Le poème du dimanche : ‘‘Conte du pommier résistant’’ de Tahar Bekri

Poète né en 1951 à Gabès, en Tunisie. Vit à Paris. Ecrit en français et en arabe. Tahar Bekru a publié une trentaine d’ouvrages (poésie, essais, livres d’art). Son œuvre poétique, publiée depuis 1983, est traduite dans de nombreuses langues, fait l’objet de travaux universitaires et de créations artistiques.

Prix de l’Académie française du Rayonnement de la langue et la littérature française, 2019, Tahar Bekri est membre de l’Académie des Jeux floraux, Toulouse, 2022, maître de conférences honoraire, Université Paris-Nanterre.

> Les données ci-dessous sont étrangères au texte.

//! Keyword search and term suggestions.
//!
//! [`parse_params`] turns the public endpoint's query parameters into
//! [`SearchOptions`]. Parameter names follow the public API:
//!
//! | Parameter | Meaning |
//! |-----------|---------|
//! | `keywords` | comma-separated keywords (required) |
//! | `term` / `terms` | comma-separated term labels to filter on |
//! | `termURI` / `termURIs` | comma-separated term URIs to filter on |
//! | `from`, `size` | result window |
//! | `sort` | comma-separated `field:direction` pairs |
//! | `fields` | comma-separated fields searched by the keywords |
//! | `synonyms`, `refereed`, `endorsed` | boolean flags |
//!
//! A request without keywords, or with an unparsable number, yields `None`;
//! the server answers that with an empty JSON object and HTTP 200.

use std::collections::HashMap;

use serde::{Deserialize, Serialize};
use serde_json::Value;

use crate::config::SearchConfig;
use crate::error::{validate, Result};
use crate::index_client::{IndexClient, SearchResponse};
use crate::models::SearchOptions;
use crate::query::build_search_body;
use crate::synonyms::SynonymResolver;

/// Parse endpoint parameters. `None` means "answer with an empty result".
pub fn parse_params(params: &HashMap<String, String>) -> Option<SearchOptions> {
    let keywords = list(params.get("keywords"));
    if keywords.is_empty() {
        return None;
    }

    let mut opts = SearchOptions {
        keywords,
        terms: first_list(params, &["term", "terms"]),
        term_uris: first_list(params, &["termURI", "termURIs"]),
        sort: list(params.get("sort")),
        synonyms: flag(params.get("synonyms")),
        refereed: flag(params.get("refereed")),
        endorsed: flag(params.get("endorsed")),
        ..SearchOptions::default()
    };
    if let Some(from) = params.get("from") {
        opts.from = from.trim().parse().ok()?;
    }
    if let Some(size) = params.get("size") {
        opts.size = size.trim().parse().ok()?;
    }
    let fields = list(params.get("fields"));
    if !fields.is_empty() {
        opts.fields = fields;
    }
    Some(opts)
}

fn list(raw: Option<&String>) -> Vec<String> {
    raw.map(|s| {
        s.split(',')
            .map(str::trim)
            .filter(|v| !v.is_empty())
            .map(str::to_string)
            .collect()
    })
    .unwrap_or_default()
}

fn first_list(params: &HashMap<String, String>, names: &[&str]) -> Vec<String> {
    names
        .iter()
        .map(|n| list(params.get(*n)))
        .find(|v| !v.is_empty())
        .unwrap_or_default()
}

/// A bare `?refereed` counts as set.
fn flag(raw: Option<&String>) -> bool {
    match raw.map(|s| s.trim().to_ascii_lowercase()) {
        Some(v) => matches!(v.as_str(), "" | "1" | "true" | "yes" | "on"),
        None => false,
    }
}

/// One completion suggestion: a label and every term URI carrying it.
#[derive(Debug, Clone, PartialEq, Eq, Serialize)]
pub struct Suggestion {
    pub label: String,
    pub uris: Vec<String>,
}

#[derive(Debug, Deserialize)]
struct SuggestResponse {
    suggest: SuggestGroups,
}

#[derive(Debug, Deserialize)]
struct SuggestGroups {
    terms: Vec<SuggestEntry>,
}

#[derive(Debug, Deserialize)]
struct SuggestEntry {
    options: Vec<SuggestOption>,
}

#[derive(Debug, Deserialize)]
struct SuggestOption {
    #[serde(rename = "_source")]
    source: SuggestSource,
}

#[derive(Debug, Deserialize)]
struct SuggestSource {
    label: String,
    #[serde(default)]
    uri: Option<String>,
}

#[derive(Debug, Clone)]
pub struct Searcher {
    index: IndexClient,
    documents_index: String,
    terms_index: String,
    synonyms: Option<SynonymResolver>,
}

impl Searcher {
    pub fn new(index: IndexClient, config: &SearchConfig, synonyms: Option<SynonymResolver>) -> Self {
        Self {
            index,
            documents_index: config.documents_index.clone(),
            terms_index: config.terms_index.clone(),
            synonyms,
        }
    }

    /// Run a keyword search and return the store's response.
    ///
    /// With `synonyms` set and a resolver configured, keywords are expanded
    /// first; any expansion failure fails the search.
    pub async fn search(&self, mut opts: SearchOptions) -> Result<Value> {
        if opts.synonyms {
            match &self.synonyms {
                Some(resolver) => opts.keywords = resolver.expand(&opts.keywords).await?,
                None => tracing::warn!("synonym expansion requested but no graph store is configured"),
            }
        }
        let body = build_search_body(&opts);
        let resp = self.index.search(&self.documents_index, &body).await?;
        let parsed: SearchResponse = validate("search", resp.clone())?;
        tracing::debug!(
            keywords = ?opts.keywords,
            total = parsed.hits.total_value(),
            "search finished"
        );
        Ok(resp)
    }

    pub async fn suggest(&self, prefix: &str, size: usize) -> Result<Vec<Suggestion>> {
        let prefix = prefix.trim();
        if prefix.is_empty() {
            return Ok(Vec::new());
        }
        let resp = self.index.suggest(&self.terms_index, prefix, size).await?;
        suggestions_from_response(resp)
    }
}

/// Group completion options by label, keeping first-seen order.
pub fn suggestions_from_response(resp: Value) -> Result<Vec<Suggestion>> {
    let parsed: SuggestResponse = validate("suggest", resp)?;
    let mut out: Vec<Suggestion> = Vec::new();
    for option in parsed.suggest.terms.into_iter().flat_map(|e| e.options) {
        let SuggestSource { label, uri } = option.source;
        let pos = match out.iter().position(|s| s.label == label) {
            Some(pos) => pos,
            None => {
                out.push(Suggestion {
                    label,
                    uris: Vec::new(),
                });
                out.len() - 1
            }
        };
        if let Some(uri) = uri {
            if !out[pos].uris.contains(&uri) {
                out[pos].uris.push(uri);
            }
        }
    }
    Ok(out)
}

#[cfg(test)]
mod tests {
    use super::*;
    use serde_json::json;

    fn params(pairs: &[(&str, &str)]) -> HashMap<String, String> {
        pairs
            .iter()
            .map(|(k, v)| (k.to_string(), v.to_string()))
            .collect()
    }

    #[test]
    fn missing_or_blank_keywords_yield_none() {
        assert!(parse_params(&params(&[])).is_none());
        assert!(parse_params(&params(&[("keywords", " , ")])).is_none());
        assert!(parse_params(&params(&[("term", "alpha")])).is_none());
    }

    #[test]
    fn full_parameter_set_is_parsed() {
        let opts = parse_params(&params(&[
            ("keywords", "ocean, sea"),
            ("term", "alpha,beta"),
            ("termURI", "uri://alpha"),
            ("from", "10"),
            ("size", "5"),
            ("sort", "title:asc,date:desc"),
            ("fields", "title"),
            ("synonyms", "true"),
            ("refereed", ""),
            ("endorsed", "false"),
        ]))
        .unwrap();
        assert_eq!(opts.keywords, vec!["ocean", "sea"]);
        assert_eq!(opts.terms, vec!["alpha", "beta"]);
        assert_eq!(opts.term_uris, vec!["uri://alpha"]);
        assert_eq!((opts.from, opts.size), (10, 5));
        assert_eq!(opts.sort, vec!["title:asc", "date:desc"]);
        assert_eq!(opts.fields, vec!["title"]);
        assert!(opts.synonyms);
        assert!(opts.refereed);
        assert!(!opts.endorsed);
    }

    #[test]
    fn plural_aliases_are_accepted() {
        let opts = parse_params(&params(&[("keywords", "ocean"), ("terms", "alpha"), ("termURIs", "u")])).unwrap();
        assert_eq!(opts.terms, vec!["alpha"]);
        assert_eq!(opts.term_uris, vec!["u"]);
    }

    #[test]
    fn defaults_apply_and_bad_numbers_reject() {
        let opts = parse_params(&params(&[("keywords", "ocean")])).unwrap();
        assert_eq!(opts.size, 20);
        assert_eq!(opts.fields, vec!["_bitstreamText", "title"]);
        assert!(parse_params(&params(&[("keywords", "ocean"), ("size", "many")])).is_none());
    }

    #[test]
    fn suggestions_group_uris_by_label() {
        let resp = json!({
            "suggest": { "terms": [{ "text": "sea", "options": [
                { "text": "seawater", "_source": { "label": "seawater", "uri": "u1" } },
                { "text": "seawater", "_source": { "label": "seawater", "uri": "u2" } },
                { "text": "sea ice", "_source": { "label": "sea ice", "uri": "u3" } },
                { "text": "seawater", "_source": { "label": "seawater", "uri": "u1" } }
            ]}]}
        });
        let out = suggestions_from_response(resp).unwrap();
        assert_eq!(
            out,
            vec![
                Suggestion { label: "seawater".into(), uris: vec!["u1".into(), "u2".into()] },
                Suggestion { label: "sea ice".into(), uris: vec!["u3".into()] },
            ]
        );
    }

    #[test]
    fn malformed_suggest_response_is_a_validation_error() {
        let err = suggestions_from_response(json!({ "hits": {} })).unwrap_err();
        assert!(matches!(err, crate::error::Error::Validation { .. }));
    }
}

Dernières publications : Chants pour la Tunisie, Al Manar, 2023; Par-delà les lueurs, Al Manar, Paris, 2021; Désert au crépuscule, Al Manar, 2018; Le livre du souvenir, Elyzad, Tunis, 2016; La nostalgie des rosiers sauvages, Al Manar, 2014.

Par-dessus lui

Le ciel est réveillé par les avions militaires

L’orage et le tonnerre

Il entend parler de guerre d’inflation

De spéculation et de vie chère

Le monde éclaté comme une grenade

Ses grains rouge-sang

Les puissants veulent agrandir leur empire

Les faibles partent en mer et font naufrage

Il entend parler de réchauffement climatique

De gaz de schiste d’énergie fossile de pétrole et de chantage

D’incendies de forêts parties en fumée

De sècheresse de maison qui brûle

De nuées de sauterelles et de criquets

Qui ravagent tout sur leur passage

De tornades de cyclones de tremblements de terre

De blés qui moisissent dans les ports

De montagnes qui perdent leurs neiges

De glaciers qui s’effritent qui errent

De mer qui s’élève qui avance qui mange la terre

De falaises qui s’érodent de sources qui tarissent

De fleuves à sec de fleuves dérobés

D’eaux volées de mers disparues

D’ours qui meurent de faim

De baleines qui échouent sur les rivages

De loups qui s’approchent des villes

Les puissants eux se barricadent construisent des murs

Elèvent des tours d’argent

Les faibles font la traversée du désert sont mis dans des camps

Dorment à la belle étoile se couvrent de la nuit

Payent leur dû aux nouveaux sang-sus

Lui comme un enfant

Plante une graine de pommier à sa fenêtre

La voilà qui pousse

Il voit grandir son pommier

Le salue chaque jour

Le protège contre le vent la grêle et la tempête

La sècheresse et le fracas du monde

Le pommier pousse s’enracine

Ses feuilles sont vertes sa tige plus solide

Il parle au pommier lui demande s’il a soif

S’il a besoin d’ombre ou de soleil

S’il est bien entouré sans mauvaises herbes

Il ne peut le laisser à l’abandon

Il l’emmène dans sa terre avec sa terre

Pour être plus à l’aise

Demande qu’on le plante ailleurs

Qu’on veille sur lui

Dans une terre plus grande plus épanouie

S’il se maintient en vie

Appelez-le le Résistant

Dit-il …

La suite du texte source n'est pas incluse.